### About this task
Below are records; give the number of their lines that hold the word "Copy", and write nothing more.

### Information shown
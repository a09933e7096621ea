use std::time::Duration;

use serde::Serialize;
use serde_json::json;
use tracing::{error, info, warn};

use crate::error::{IndexerError, Result};

const MAX_RETRIES: u32 = 3;
const BASE_BACKOFF_MS: u64 = 2000;

/// Outcome of one bulk submission, as reported to the operator.
#[derive(Debug, Clone, Copy, PartialEq, Eq)]
pub struct PublishReport {
    pub succeeded: usize,
    pub failed: usize,
}

/// Build the NDJSON body of a bulk operation: one operation header and one
/// document per record, exactly 2N lines for N records. The records are
/// only read, never mutated.
pub fn bulk_body<T: Serialize>(index: &str, doc_type: &str, records: &[T]) -> Result<String> {
    let mut body = String::new();
    for record in records {
        let header = json!({ "index": { "_index": index, "_type": doc_type } });
        let doc = serde_json::to_string(record)
            .map_err(|e| IndexerError::Index(format!("cannot serialize document: {e}")))?;
        body.push_str(&header.to_string());
        body.push('\n');
        body.push_str(&doc);
        body.push('\n');
    }
    Ok(body)
}

/// Thin client for the search engine's HTTP API.
pub struct IndexPublisher {
    client: reqwest::Client,
    endpoint: String,
}

impl IndexPublisher {
    pub fn new(client: reqwest::Client, endpoint: String) -> Self {
        Self {
            client,
            endpoint: endpoint.trim_end_matches('/').to_string(),
        }
    }

    /// Health check, issued once before first use. A connectivity failure
    /// is a fatal precondition for the run.
    pub async fn ping(&self) -> Result<()> {
        info!("Pinging search engine at {}", self.endpoint);
        let response = self
            .client
            .get(&self.endpoint)
            .send()
            .await
            .map_err(|e| {
                error!("Search engine at {} is down: {}", self.endpoint, e);
                IndexerError::Index(format!("search engine unreachable: {e}"))
            })?;
        if !response.status().is_success() {
            error!("Search engine at {} is down: {}", self.endpoint, response.status());
            return Err(IndexerError::Index(format!(
                "ping returned {}",
                response.status()
            )));
        }
        info!("Search engine is up");
        Ok(())
    }

    /// Create an index if it does not exist yet.
    pub async fn ensure_index(&self, index: &str) -> Result<()> {
        let url = format!("{}/{}", self.endpoint, index);
        let response = self.client.put(&url).send().await?;
        if response.status().is_success() {
            info!("Created index {}", index);
            return Ok(());
        }
        let body = response.text().await.unwrap_or_default();
        if body.contains("resource_already_exists_exception") {
            return Ok(());
        }
        Err(IndexerError::Index(format!(
            "cannot create index {index}: {body}"
        )))
    }

    /// Submit all records as one bulk operation. Transient failures are
    /// retried with exponential backoff; once retries are exhausted the
    /// whole batch is reported as failed rather than crashing the run.
    pub async fn publish<T: Serialize>(
        &self,
        index: &str,
        doc_type: &str,
        records: &[T],
    ) -> Result<PublishReport> {
        if records.is_empty() {
            return Ok(PublishReport {
                succeeded: 0,
                failed: 0,
            });
        }
        let body = bulk_body(index, doc_type, records)?;

        for attempt in 0..=MAX_RETRIES {
            match self.try_bulk(&body).await {
                Ok(report) => {
                    info!(
                        "Published {} documents to {} ({} failed)",
                        report.succeeded, index, report.failed
                    );
                    return Ok(report);
                }
                Err(e) if attempt < MAX_RETRIES => {
                    let backoff = Duration::from_millis(BASE_BACKOFF_MS * 2u64.pow(attempt));
                    warn!(
                        "Bulk publish to {} failed (attempt {}/{}), backing off {:.1}s: {}",
                        index,
                        attempt + 1,
                        MAX_RETRIES,
                        backoff.as_secs_f64(),
                        e
                    );
                    tokio::time::sleep(backoff).await;
                }
                Err(e) => {
                    warn!("Bulk publish to {} failed after retries: {}", index, e);
                    return Ok(PublishReport {
                        succeeded: 0,
                        failed: records.len(),
                    });
                }
            }
        }
        unreachable!("retry loop always returns")
    }

    async fn try_bulk(&self, body: &str) -> Result<PublishReport> {
        let response = self
            .client
            .post(format!("{}/_bulk", self.endpoint))
            .header("Content-Type", "application/x-ndjson")
            .body(body.to_string())
            .send()
            .await?;
        if !response.status().is_success() {
            return Err(IndexerError::Index(format!(
                "bulk request returned {}",
                response.status()
            )));
        }

        let value: serde_json::Value = response
            .json()
            .await
            .map_err(|e| IndexerError::Index(format!("unreadable bulk response: {e}")))?;
        let items = value
            .get("items")
            .and_then(|i| i.as_array())
            .ok_or_else(|| IndexerError::Index("bulk response has no items".to_string()))?;

        let mut succeeded = 0;
        let mut failed = 0;
        for item in items {
            let status = item
                .get("index")
                .and_then(|op| op.get("status"))
                .and_then(|s| s.as_i64())
                .unwrap_or(500);
            if (200..300).contains(&status) {
                succeeded += 1;
            } else {
                failed += 1;
            }
        }
        Ok(PublishReport { succeeded, failed })
    }
}

// ── Tests ──

#[cfg(test)]
mod tests {
    use super::*;

    #[derive(Serialize)]
    struct Doc {
        url: String,
        name: String,
    }

    fn docs(n: usize) -> Vec<Doc> {
        (0..n)
            .map(|i| Doc {
                url: format!("https://data.vlaanderen.be/ns/adres#veld{i}"),
                name: format!("veld{i}"),
            })
            .collect()
    }

    #[test]
    fn bulk_body_alternates_header_and_document() {
        let body = bulk_body("data.vlaanderen", "url_list", &docs(3)).unwrap();
        let lines: Vec<&str> = body.lines().collect();
        assert_eq!(lines.len(), 6);
        for pair in lines.chunks(2) {
            let header: serde_json::Value = serde_json::from_str(pair[0]).unwrap();
            assert_eq!(header["index"]["_index"], "data.vlaanderen");
            assert_eq!(header["index"]["_type"], "url_list");
            let doc: serde_json::Value = serde_json::from_str(pair[1]).unwrap();
            assert!(doc["url"].is_string());
        }
    }

    #[test]
    fn bulk_body_of_nothing_is_empty() {
        let body = bulk_body("data.vlaanderen", "url_list", &docs(0)).unwrap();
        assert!(body.is_empty());
    }

    #[test]
    fn bulk_body_is_deterministic() {
        let records = docs(2);
        let a = bulk_body("idx", "t", &records).unwrap();
        let b = bulk_body("idx", "t", &records).unwrap();
        assert_eq!(a, b);
    }
}
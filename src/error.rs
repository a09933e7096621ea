use std::path::PathBuf;

use thiserror::Error;

/// Error kinds for a run. Io/Parse on the canonical sitemap are fatal;
/// Network is recovered per page; Index surfaces as failure counts.
#[derive(Debug, Error)]
pub enum IndexerError {
    #[error("cannot access {}: {source}", .path.display())]
    Io {
        path: PathBuf,
        #[source]
        source: std::io::Error,
    },

    #[error("malformed sitemap: {0}")]
    Parse(String),

    #[error("fetch failed for {url}: {source}")]
    Network {
        url: String,
        #[source]
        source: reqwest::Error,
    },

    #[error("search engine rejected request: {0}")]
    Index(String),

    #[error("invalid configuration: {0}")]
    Config(#[from] config::ConfigError),

    #[error("http client error: {0}")]
    Http(#[from] reqwest::Error),
}

pub type Result<T> = std::result::Result<T, IndexerError>;
use serde::Serialize;

use crate::sitemap::SitemapEntry;

/// Closed set of page types, serialized with the site's display labels.
#[derive(Debug, Clone, Copy, PartialEq, Eq, Serialize)]
pub enum PageType {
    #[serde(rename = "Hoofdpagina")]
    Hoofdpagina,
    #[serde(rename = "Vocabularium")]
    Vocabularium,
    #[serde(rename = "Applicatieprofiel")]
    Applicatieprofiel,
    #[serde(rename = "Codelijst")]
    Codelijst,
    #[serde(rename = "Waarde van een codelijst")]
    WaardeVanCodelijst,
    #[serde(rename = "Data dumps")]
    DataDumps,
    #[serde(rename = "Namespace met alle vocabularia en applicatieprofielen")]
    NamespaceOverzicht,
    #[serde(rename = "Standaardenregister")]
    Standaardenregister,
    #[serde(rename = "Status in standaardenregister")]
    StatusInStandaardenregister,
    #[serde(rename = "Pagina of document")]
    PaginaOfDocument,
}

/// Page document as published to the search index, derived
/// deterministically from one sitemap entry.
#[derive(Debug, Clone, Serialize)]
pub struct PageRecord {
    pub url: String,
    pub keywords: Vec<String>,
    pub priority: f32,
    pub lastmod: String,
    #[serde(rename = "type")]
    pub page_type: PageType,
}

/// Pure URL classification against one base domain. No I/O.
pub struct UrlClassifier {
    base: String,
}

impl UrlClassifier {
    pub fn new(base_url: &str) -> Self {
        Self {
            base: base_url.trim_end_matches('/').to_string(),
        }
    }

    /// Path-pattern rules first, then whole-site landmark pages as exact
    /// overrides that always win.
    pub fn classify(&self, url: &str) -> PageType {
        let provisional = if url.contains("/standaarden/") {
            PageType::StatusInStandaardenregister
        } else if url.contains("/applicatieprofiel/") {
            PageType::Applicatieprofiel
        } else if url.contains("/ns/") {
            PageType::Vocabularium
        } else if url.contains("/conceptscheme/") {
            PageType::Codelijst
        } else if url.contains("/concept/") {
            PageType::WaardeVanCodelijst
        } else {
            PageType::PaginaOfDocument
        };

        if url == format!("{}/", self.base) {
            PageType::Hoofdpagina
        } else if url == format!("{}/dumps", self.base) {
            PageType::DataDumps
        } else if url == format!("{}/ns", self.base) {
            PageType::NamespaceOverzicht
        } else if url == format!("{}/standaarden", self.base) {
            PageType::Standaardenregister
        } else {
            provisional
        }
    }

    /// Path segments after the domain. The bare root and the namespace
    /// root get fixed keyword sets so they remain findable.
    pub fn keywords_for(&self, url: &str) -> Vec<String> {
        if url == format!("{}/", self.base) {
            return vec!["data".into(), "vlaanderen".into(), "be".into()];
        }
        let path = url
            .strip_prefix(&format!("{}/", self.base))
            .unwrap_or(url)
            .trim_end_matches('/');
        let mut keywords: Vec<String> = path.split('/').map(|s| s.to_string()).collect();
        if url == format!("{}/ns", self.base) {
            keywords.push("vocabularium".into());
            keywords.push("applicatieprofiel".into());
        }
        keywords
    }

    pub fn page_record(&self, entry: &SitemapEntry) -> PageRecord {
        PageRecord {
            url: entry.loc.clone(),
            keywords: self.keywords_for(&entry.loc),
            priority: entry.priority,
            lastmod: entry.lastmod.clone(),
            page_type: self.classify(&entry.loc),
        }
    }
}

// ── Tests ──

#[cfg(test)]
mod tests {
    use super::*;

    fn classifier() -> UrlClassifier {
        UrlClassifier::new("https://data.vlaanderen.be")
    }

    #[test]
    fn landmark_pages_override_patterns() {
        let c = classifier();
        assert_eq!(c.classify("https://data.vlaanderen.be/"), PageType::Hoofdpagina);
        assert_eq!(c.classify("https://data.vlaanderen.be/dumps"), PageType::DataDumps);
        assert_eq!(c.classify("https://data.vlaanderen.be/ns"), PageType::NamespaceOverzicht);
        assert_eq!(
            c.classify("https://data.vlaanderen.be/standaarden"),
            PageType::Standaardenregister
        );
    }

    #[test]
    fn path_patterns_in_order() {
        let c = classifier();
        assert_eq!(
            c.classify("https://data.vlaanderen.be/ns/adres"),
            PageType::Vocabularium
        );
        assert_eq!(
            c.classify("https://data.vlaanderen.be/ns/adres/applicatieprofiel/gebouw"),
            PageType::Applicatieprofiel
        );
        assert_eq!(
            c.classify("https://data.vlaanderen.be/standaarden/erkende-standaard"),
            PageType::StatusInStandaardenregister
        );
        assert_eq!(
            c.classify("https://data.vlaanderen.be/conceptscheme/status"),
            PageType::Codelijst
        );
        assert_eq!(
            c.classify("https://data.vlaanderen.be/concept/status/kandidaat"),
            PageType::WaardeVanCodelijst
        );
        assert_eq!(
            c.classify("https://data.vlaanderen.be/media/logo.png"),
            PageType::PaginaOfDocument
        );
    }

    #[test]
    fn keywords_are_path_segments() {
        let c = classifier();
        assert_eq!(
            c.keywords_for("https://data.vlaanderen.be/ns/adres"),
            vec!["ns", "adres"]
        );
    }

    #[test]
    fn root_keywords_are_fixed() {
        let c = classifier();
        assert_eq!(
            c.keywords_for("https://data.vlaanderen.be/"),
            vec!["data", "vlaanderen", "be"]
        );
    }

    #[test]
    fn namespace_root_gets_extra_tags() {
        let c = classifier();
        assert_eq!(
            c.keywords_for("https://data.vlaanderen.be/ns"),
            vec!["ns", "vocabularium", "applicatieprofiel"]
        );
    }

    #[test]
    fn page_type_serializes_to_display_label() {
        let json = serde_json::to_string(&PageType::WaardeVanCodelijst).unwrap();
        assert_eq!(json, "\"Waarde van een codelijst\"");
        let json = serde_json::to_string(&PageType::PaginaOfDocument).unwrap();
        assert_eq!(json, "\"Pagina of document\"");
    }
}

### Answer section
2